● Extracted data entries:
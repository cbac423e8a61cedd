// handlers/protected/users.rs - Account management for the current user

use axum::{
    extract::{Path, State},
    Extension, Json,
};
use serde_json::{json, Value};

use crate::database::models::{UserFull, UserPatch, UserView};
use crate::middleware::{ApiResponse, ApiResult, CurrentUser};
use crate::services::UserService;
use crate::state::AppState;

/// GET /api/users/:id
pub async fn user_get(State(state): State<AppState>, Path(id): Path<i32>) -> ApiResult<UserFull> {
    let user = UserService::new(state.pool).get_full(id).await?;
    Ok(ApiResponse::success(user))
}

/// PUT /api/users/:id
pub async fn user_put(
    State(state): State<AppState>,
    Extension(current): Extension<CurrentUser>,
    Path(id): Path<i32>,
    Json(patch): Json<UserPatch>,
) -> ApiResult<UserView> {
    let user = UserService::new(state.pool).update(current.id(), id, patch).await?;
    Ok(ApiResponse::success(user))
}

/// DELETE /api/users/:id
pub async fn user_delete(
    State(state): State<AppState>,
    Extension(current): Extension<CurrentUser>,
    Path(id): Path<i32>,
) -> ApiResult<Value> {
    UserService::new(state.pool).delete(current.id(), id).await?;
    Ok(ApiResponse::success(json!({ "id": id, "deleted": true })))
}

/// POST /api/users/logout - revokes the stored refresh token
pub async fn logout_post(
    State(state): State<AppState>,
    Extension(current): Extension<CurrentUser>,
) -> ApiResult<Value> {
    UserService::new(state.pool).logout(current.id()).await?;
    tracing::info!("User {} logged out", current.0.username);
    Ok(ApiResponse::success(json!({ "logged_out": true })))
}
use anyhow::Context;
use tracing::info;

use crate::config::AppConfig;
use crate::database::DatabaseManager;
use crate::server;
use crate::state::AppState;

pub async fn handle(mut config: AppConfig, port: Option<u16>, skip_migrations: bool) -> anyhow::Result<()> {
    if let Some(port) = port {
        config.api.port = port;
    }

    let pool = DatabaseManager::connect(&config.database)
        .await
        .context("failed to connect to database")?;
    if skip_migrations {
        info!("Skipping database migrations");
    } else {
        DatabaseManager::migrate(&pool).await.context("failed to apply migrations")?;
    }

    let bind_addr = format!("0.0.0.0:{}", config.api.port);
    let listener = tokio::net::TcpListener::bind(&bind_addr)
        .await
        .with_context(|| format!("failed to bind {bind_addr}"))?;

    info!("Activity tracker API listening on http://{}", bind_addr);
    server::serve(listener, AppState::new(pool, config)).await?;
    Ok(())
}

● Problem to solve: Give only the number of lines above holding "crate".

● Solution below: 8